■ Exercise
The response must contain each line of the material that holds "what".

↓

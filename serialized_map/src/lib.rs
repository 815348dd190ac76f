//! [SerializedMap] is a key-value map that persists itself as an ordered list of [Entry] records.
//!
//! Serialization formats that only know about sequences of fields can't express a map's
//! uniqueness invariant, so the persisted form is a plain `Vec<Entry<K, V>>`. That list may carry
//! duplicate keys, e.g. after a merge conflict or a manual edit of a saved file. The map keeps two
//! views in sync:
//!
//! * the entry list, which is what gets persisted and what external tooling edits, and
//! * a key-value table built from that list by [`SerializedMap::load`], which is what ordinary
//!   lookups see.
//!
//! Duplicates are resolved by keeping the first occurrence in list order. During interactive
//! editing they stay in the list so they can be shown and fixed, and only a final build
//! ([`SyncOptions::final_build`]) removes them for good in [`SerializedMap::prepare_for_persist`].
//!
//! A [`LookupTable`] records where every key occurs in the list so that duplicate detection and
//! removal don't need quadratic scans. It is derived state and can be rebuilt from the list at
//! any time.
#![deny(unsafe_op_in_unsafe_fn)]
#![warn(clippy::undocumented_unsafe_blocks)]
#![warn(missing_docs)]

mod error;
mod options;

pub mod entry;
pub mod lookup_table;
pub mod serialized_map;

#[cfg(test)]
mod test_map;

pub use entry::Entry;
pub use error::SerializedMapError;
pub use lookup_table::LookupTable;
pub use options::{SyncOptions, FINAL_BUILD_ENV, STRIP_ENTRIES_ENV};
pub use serialized_map::SerializedMap;

/// The `BuildHasher` used when none is specified.
pub type DefaultBuildHasher = std::hash::BuildHasherDefault<zwohash::ZwoHasher>;
use crate::linkage::{Link, LinkOutcome};
use crate::storage::{ResultStore, StoreError};
use chrono::{NaiveDate, Utc};
use log::{debug, warn};
use std::collections::BTreeSet;
use std::sync::Arc;

#[derive(thiserror::Error, Debug)]
pub enum LinkError {
    #[error("invalid link: {0}")]
    Invalid(String),
    #[error(transparent)]
    Store(#[from] StoreError),
}

/// 筛选会话与回测结果的关联登记
///
/// 唯一键 (session_id, symbol, data_date)，先写入者生效。
#[derive(Clone)]
pub struct LinkageRegistry {
    store: Arc<dyn ResultStore>,
}

impl LinkageRegistry {
    pub fn new(store: Arc<dyn ResultStore>) -> Self {
        Self { store }
    }

    pub async fn link(
        &self,
        session_id: &str,
        symbol: &str,
        data_date: NaiveDate,
        backtest_id: &str,
    ) -> Result<LinkOutcome, LinkError> {
        self.write(session_id, symbol, data_date, backtest_id, None)
            .await
    }

    /// 同 `link`，额外记录创建该关联的参数组合
    pub async fn link_with_combination(
        &self,
        session_id: &str,
        symbol: &str,
        data_date: NaiveDate,
        backtest_id: &str,
        parameter_combination_id: &str,
    ) -> Result<LinkOutcome, LinkError> {
        self.write(
            session_id,
            symbol,
            data_date,
            backtest_id,
            Some(parameter_combination_id.to_string()),
        )
        .await
    }

    async fn write(
        &self,
        session_id: &str,
        symbol: &str,
        data_date: NaiveDate,
        backtest_id: &str,
        parameter_combination_id: Option<String>,
    ) -> Result<LinkOutcome, LinkError> {
        let session_id = session_id.trim();
        let symbol = symbol.trim().to_ascii_uppercase();
        let backtest_id = backtest_id.trim();
        if session_id.is_empty() {
            return Err(LinkError::Invalid("session_id 为空".into()));
        }
        if symbol.is_empty() {
            return Err(LinkError::Invalid("symbol 为空".into()));
        }
        if backtest_id.is_empty() {
            return Err(LinkError::Invalid("backtest_id 为空".into()));
        }

        let link = Link {
            session_id: session_id.to_string(),
            symbol: symbol.clone(),
            data_date,
            backtest_id: backtest_id.to_string(),
            parameter_combination_id,
            created_at: Utc::now(),
        };

        if self.store.insert_link(&link).await? {
            debug!("关联已建立: {} {} {} -> {}", session_id, symbol, data_date, backtest_id);
            return Ok(LinkOutcome::Created);
        }

        let existing = self
            .store
            .find_link(session_id, &symbol, data_date)
            .await?
            .ok_or_else(|| {
                LinkError::Store(StoreError::Corrupt(format!(
                    "link ({}, {}, {}) conflicted but cannot be read back",
                    session_id, symbol, data_date
                )))
            })?;

        if existing.backtest_id != backtest_id {
            warn!(
                "⚠ 关联数据不一致: ({}, {}, {}) 已指向 {}，忽略 {}",
                session_id, symbol, data_date, existing.backtest_id, backtest_id
            );
        }
        Ok(LinkOutcome::AlreadyExists {
            existing_backtest_id: existing.backtest_id,
        })
    }

    pub async fn symbols_linked(
        &self,
        session_id: &str,
        data_date: NaiveDate,
    ) -> Result<BTreeSet<String>, LinkError> {
        Ok(self.store.linked_symbols(session_id.trim(), data_date).await?)
    }

    /// 合格但未关联的标的；仅用于诊断，不做强制
    pub async fn missing_links(
        &self,
        session_id: &str,
        data_date: NaiveDate,
        qualified: &BTreeSet<String>,
    ) -> Result<BTreeSet<String>, LinkError> {
        let linked = self.symbols_linked(session_id, data_date).await?;
        let missing: BTreeSet<String> = qualified
            .iter()
            .map(|s| s.trim().to_ascii_uppercase())
            .filter(|s| !linked.contains(s))
            .collect();
        if !missing.is_empty() {
            warn!(
                "⚠ 会话 {} ({}) 有 {} 个合格标的缺少关联: {:?}",
                session_id,
                data_date,
                missing.len(),
                missing
            );
        }
        Ok(missing)
    }
}
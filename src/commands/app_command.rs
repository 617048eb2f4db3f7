use chrono::NaiveDate;
use std::collections::BTreeSet;
use std::str::FromStr;

pub const USAGE: &str = "\
用法:
  plan <start> <end> <filters.json>             计算过滤器所需的扩展取数窗口
  backtest <requests.json>                       并行执行一批回测
  link <session> <symbol> <date> <backtest_id>   登记筛选结果与回测的关联
  links <session> <date> [SYM1,SYM2,...]         查看关联，并报告缺失的合格标的
  stats                                          存储统计
  help                                           显示本帮助";

#[derive(Debug, Clone, PartialEq, Eq)]
pub enum AppCommand {
    Plan {
        start: NaiveDate,
        end: NaiveDate,
        filters_path: String,
    },
    Backtest {
        requests_path: String,
    },
    Link {
        session_id: String,
        symbol: String,
        data_date: NaiveDate,
        backtest_id: String,
    },
    Links {
        session_id: String,
        data_date: NaiveDate,
        qualified: BTreeSet<String>,
    },
    Stats,
    Help,
    Unknown(String),
}

fn parse_date(raw: &str) -> Option<NaiveDate> {
    NaiveDate::parse_from_str(raw, "%Y-%m-%d").ok()
}

impl FromStr for AppCommand {
    type Err = ();

    fn from_str(s: &str) -> Result<Self, Self::Err> {
        let parts: Vec<&str> = s.split_whitespace().collect();
        if parts.is_empty() {
            return Ok(AppCommand::Help);
        }

        match parts[0] {
            "plan" => match (
                parts.get(1).and_then(|s| parse_date(s)),
                parts.get(2).and_then(|s| parse_date(s)),
                parts.get(3),
            ) {
                (Some(start), Some(end), Some(path)) => Ok(AppCommand::Plan {
                    start,
                    end,
                    filters_path: path.to_string(),
                }),
                _ => Ok(AppCommand::Unknown(
                    "用法: plan <YYYY-MM-DD> <YYYY-MM-DD> <filters.json>".to_string(),
                )),
            },
            "backtest" => match parts.get(1) {
                Some(path) => Ok(AppCommand::Backtest {
                    requests_path: path.to_string(),
                }),
                None => Ok(AppCommand::Unknown("用法: backtest <requests.json>".to_string())),
            },
            "link" => match (
                parts.get(1),
                parts.get(2),
                parts.get(3).and_then(|s| parse_date(s)),
                parts.get(4),
            ) {
                (Some(session), Some(symbol), Some(date), Some(bt)) => Ok(AppCommand::Link {
                    session_id: session.to_string(),
                    symbol: symbol.to_string(),
                    data_date: date,
                    backtest_id: bt.to_string(),
                }),
                _ => Ok(AppCommand::Unknown(
                    "用法: link <session> <symbol> <YYYY-MM-DD> <backtest_id>".to_string(),
                )),
            },
            "links" => match (parts.get(1), parts.get(2).and_then(|s| parse_date(s))) {
                (Some(session), Some(date)) => {
                    let qualified = parts
                        .get(3)
                        .map(|list| {
                            list.split(',')
                                .map(|s| s.trim().to_ascii_uppercase())
                                .filter(|s| !s.is_empty())
                                .collect()
                        })
                        .unwrap_or_default();
                    Ok(AppCommand::Links {
                        session_id: session.to_string(),
                        data_date: date,
                        qualified,
                    })
                }
                _ => Ok(AppCommand::Unknown(
                    "用法: links <session> <YYYY-MM-DD> [SYM1,SYM2,...]".to_string(),
                )),
            },
            "stats" => Ok(AppCommand::Stats),
            "help" | "-h" | "--help" => Ok(AppCommand::Help),
            other => Ok(AppCommand::Unknown(format!("未知命令: {}", other))),
        }
    }
}

#[cfg(test)]
mod tests {
    use super::*;

    #[test]
    fn parses_commands() {
        let cmd: AppCommand = "plan 2025-07-01 2025-08-01 filters.json".parse().unwrap();
        assert_eq!(
            cmd,
            AppCommand::Plan {
                start: NaiveDate::from_ymd_opt(2025, 7, 1).unwrap(),
                end: NaiveDate::from_ymd_opt(2025, 8, 1).unwrap(),
                filters_path: "filters.json".into(),
            }
        );

        let cmd: AppCommand = "links S1 2025-08-01 aapl,msft".parse().unwrap();
        match cmd {
            AppCommand::Links { qualified, .. } => {
                assert!(qualified.contains("AAPL") && qualified.contains("MSFT"))
            }
            other => panic!("unexpected {:?}", other),
        }

        assert_eq!("".parse::<AppCommand>().unwrap(), AppCommand::Help);
        assert_eq!("stats".parse::<AppCommand>().unwrap(), AppCommand::Stats);
    }

    #[test]
    fn malformed_arguments_yield_usage() {
        assert!(matches!(
            "plan 2025-13-01 2025-08-01 f.json".parse::<AppCommand>().unwrap(),
            AppCommand::Unknown(_)
        ));
        assert!(matches!(
            "link S1 AAPL".parse::<AppCommand>().unwrap(),
            AppCommand::Unknown(_)
        ));
        assert!(matches!(
            "frobnicate".parse::<AppCommand>().unwrap(),
            AppCommand::Unknown(_)
        ));
    }
}
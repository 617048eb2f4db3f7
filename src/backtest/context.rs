use crate::backtest::fingerprint::Fingerprint;
use crate::backtest::model::BacktestRequest;
use std::io;
use std::path::{Path, PathBuf};
use tempfile::TempDir;

pub const REQUEST_FILE: &str = "request.json";
pub const RESULT_FILE: &str = "result.json";

/// 单次尝试独占的执行上下文
///
/// 每次尝试一个私有临时目录，内含请求配置快照；释放即删除目录。
#[derive(Debug)]
pub struct IsolatedContext {
    id: String,
    dir: TempDir,
}

impl IsolatedContext {
    pub fn allocate(
        work_root: &Path,
        fingerprint: &Fingerprint,
        attempt: u32,
        request: &BacktestRequest,
    ) -> io::Result<Self> {
        std::fs::create_dir_all(work_root)?;
        let id = format!(
            "{}-a{}-{}",
            fingerprint.short(),
            attempt,
            &uuid::Uuid::new_v4().simple().to_string()[..8]
        );
        let dir = tempfile::Builder::new()
            .prefix(&format!("{}-", id))
            .tempdir_in(work_root)?;

        let snapshot = serde_json::to_vec_pretty(request)
            .map_err(|e| io::Error::new(io::ErrorKind::InvalidData, e))?;
        std::fs::write(dir.path().join(REQUEST_FILE), snapshot)?;

        Ok(Self { id, dir })
    }

    /// 在阻塞线程池上分配，避免文件操作占用运行时工作线程
    pub async fn allocate_off_runtime(
        work_root: PathBuf,
        fingerprint: Fingerprint,
        attempt: u32,
        request: BacktestRequest,
    ) -> io::Result<Self> {
        tokio::task::spawn_blocking(move || {
            Self::allocate(&work_root, &fingerprint, attempt, &request)
        })
        .await
        .map_err(|e| io::Error::new(io::ErrorKind::Other, e))?
    }

    pub fn id(&self) -> &str {
        &self.id
    }

    pub fn path(&self) -> &Path {
        self.dir.path()
    }

    pub fn request_path(&self) -> PathBuf {
        self.path().join(REQUEST_FILE)
    }

    pub fn result_path(&self) -> PathBuf {
        self.path().join(RESULT_FILE)
    }

    /// 显式释放；失败仅记录日志
    pub fn discard(self) {
        let id = self.id;
        if let Err(e) = self.dir.close() {
            log::warn!("⚠ 清理执行上下文 {} 失败: {}", id, e);
        }
    }
}

#[cfg(test)]
mod tests {
    use super::*;
    use chrono::NaiveDate;

    #[test]
    fn each_attempt_gets_private_directory() {
        let root = tempfile::tempdir().unwrap();
        let d = |m, day| NaiveDate::from_ymd_opt(2024, m, day).unwrap();
        let req = BacktestRequest::new("IWM", "gap_fade", d(2, 1), d(2, 29));
        let fp = Fingerprint::of(&req);

        let a = IsolatedContext::allocate(root.path(), &fp, 1, &req).unwrap();
        let b = IsolatedContext::allocate(root.path(), &fp, 2, &req).unwrap();
        assert_ne!(a.id(), b.id());
        assert_ne!(a.path(), b.path());

        let snapshot: BacktestRequest =
            serde_json::from_slice(&std::fs::read(a.request_path()).unwrap()).unwrap();
        assert_eq!(snapshot, req);

        let path = a.path().to_path_buf();
        a.discard();
        assert!(!path.exists());

        let path = b.path().to_path_buf();
        drop(b);
        assert!(!path.exists());
    }

    #[tokio::test]
    async fn allocation_runs_on_blocking_pool() {
        let root = tempfile::tempdir().unwrap();
        let d = |m, day| NaiveDate::from_ymd_opt(2024, m, day).unwrap();
        let req = BacktestRequest::new("QQQ", "sma_cross", d(3, 1), d(3, 28));
        let fp = Fingerprint::of(&req);

        let work = root.path().join("nested").join("work");
        let ctx = IsolatedContext::allocate_off_runtime(work.clone(), fp.clone(), 3, req.clone())
            .await
            .unwrap();
        assert!(ctx.path().starts_with(&work));
        assert!(ctx.id().contains("-a3-"));
        assert!(ctx.request_path().exists());

        // 工作根是普通文件时报 IO 错误
        let blocker = root.path().join("blocker");
        std::fs::write(&blocker, b"x").unwrap();
        assert!(IsolatedContext::allocate_off_runtime(blocker, fp, 1, req)
            .await
            .is_err());
    }
}
pub mod backtest_artifact;
pub mod screen_link;
pub mod screen_session;

pub use backtest_artifact::Entity as BacktestArtifact;
pub use screen_link::Entity as ScreenLink;
pub use screen_session::Entity as ScreenSession;
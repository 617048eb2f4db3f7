use sea_orm::entity::prelude::*;
use serde::{Deserialize, Serialize};

#[derive(Clone, Debug, PartialEq, Eq, DeriveEntityModel, Deserialize, Serialize)]
#[sea_orm(table_name = "backtest_artifacts")]
pub struct Model {
    #[sea_orm(primary_key, auto_increment = false)]
    pub fingerprint: String,
    #[sea_orm(unique)]
    pub backtest_id: String,
    pub symbol: String,
    pub strategy_name: String,
    pub start_date: String, // YYYY-MM-DD
    pub end_date: String,
    pub resolution: String,
    pub parameters_json: String,
    pub statistics_json: String,
    pub trades_json: String,
    pub trade_count: i32,
    pub result_path: String,
    pub status: String, // COMPLETED
    pub created_at: i64,
}

#[derive(Copy, Clone, Debug, EnumIter, DeriveRelation)]
pub enum Relation {}

impl ActiveModelBehavior for ActiveModel {}
pub mod connection;
pub mod entity;
pub mod repository;
pub mod store;

pub use connection::establish_connection;
pub use store::{ResultStore, SqlResultStore, StoreError};
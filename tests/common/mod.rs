#![allow(dead_code)]

use async_trait::async_trait;
use chrono::NaiveDate;
use rustscreen::backtest::{
    BacktestRequest, EngineFailure, EngineOutput, IsolatedContext, StrategyEngine,
};
use rustscreen::storage::{establish_connection, SqlResultStore};
use std::collections::{HashMap, VecDeque};
use std::sync::atomic::{AtomicUsize, Ordering};
use std::sync::{Arc, Mutex};
use std::time::Duration;
use tempfile::TempDir;

pub fn d(y: i32, m: u32, day: u32) -> NaiveDate {
    NaiveDate::from_ymd_opt(y, m, day).unwrap()
}

pub async fn open_store(dir: &TempDir) -> Arc<SqlResultStore> {
    let url = format!("sqlite://{}?mode=rwc", dir.path().join("screen.db").display());
    let db = establish_connection(&url).await.unwrap();
    Arc::new(SqlResultStore::new(Arc::new(db)))
}

/// 单次尝试的脚本动作
#[derive(Debug, Clone)]
pub enum Step {
    Succeed,
    /// 先睡眠再成功
    Slow(Duration),
    Fail(&'static str),
    /// 永不返回，只能被超时取消
    Hang,
}

/// 按标的预设行为的引擎替身；未配置的标的直接成功
#[derive(Default)]
pub struct ScriptedEngine {
    scripts: Mutex<HashMap<String, VecDeque<Step>>>,
    default_step: Mutex<Option<Step>>,
    pub calls: AtomicUsize,
    running: AtomicUsize,
    pub peak: AtomicUsize,
    pub contexts: Mutex<Vec<(String, String)>>,
}

impl ScriptedEngine {
    pub fn new() -> Self {
        Self::default()
    }

    pub fn script(self, symbol: &str, steps: Vec<Step>) -> Self {
        self.scripts
            .lock()
            .unwrap()
            .insert(symbol.to_string(), steps.into());
        self
    }

    pub fn default_step(self, step: Step) -> Self {
        *self.default_step.lock().unwrap() = Some(step);
        self
    }

    pub fn calls(&self) -> usize {
        self.calls.load(Ordering::SeqCst)
    }

    pub fn contexts_for(&self, symbol: &str) -> Vec<String> {
        self.contexts
            .lock()
            .unwrap()
            .iter()
            .filter(|(s, _)| s == symbol)
            .map(|(_, c)| c.clone())
            .collect()
    }

    fn next_step(&self, symbol: &str) -> Step {
        let scripted = self
            .scripts
            .lock()
            .unwrap()
            .get_mut(symbol)
            .and_then(|q| q.pop_front());
        scripted
            .or_else(|| self.default_step.lock().unwrap().clone())
            .unwrap_or(Step::Succeed)
    }
}

struct Running<'a>(&'a AtomicUsize);

impl Drop for Running<'_> {
    fn drop(&mut self) {
        self.0.fetch_sub(1, Ordering::SeqCst);
    }
}

#[async_trait]
impl StrategyEngine for ScriptedEngine {
    async fn execute(
        &self,
        ctx: &IsolatedContext,
        request: &BacktestRequest,
    ) -> Result<EngineOutput, EngineFailure> {
        self.calls.fetch_add(1, Ordering::SeqCst);
        self.contexts
            .lock()
            .unwrap()
            .push((request.symbol.clone(), ctx.id().to_string()));
        assert!(ctx.request_path().exists(), "request snapshot missing");

        let now = self.running.fetch_add(1, Ordering::SeqCst) + 1;
        self.peak.fetch_max(now, Ordering::SeqCst);
        let _running = Running(&self.running);

        match self.next_step(&request.symbol) {
            Step::Succeed => {}
            Step::Slow(delay) => tokio::time::sleep(delay).await,
            Step::Fail(msg) => {
                return Err(EngineFailure::Exited {
                    status: "exit status: 1".into(),
                    stderr: msg.to_string(),
                })
            }
            Step::Hang => std::future::pending::<()>().await,
        }
        Ok(EngineOutput {
            statistics: serde_json::json!({
                "symbol": request.symbol,
                "total_return": 0.12,
            }),
            trades: vec![serde_json::json!({"side": "buy", "qty": 100})],
        })
    }
}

↑

■ Exercise response
//! * the entry list, which is what gets persisted and what external tooling edits, and
//! * a key-value table built from that list by [`SerializedMap::load`], which is what ordinary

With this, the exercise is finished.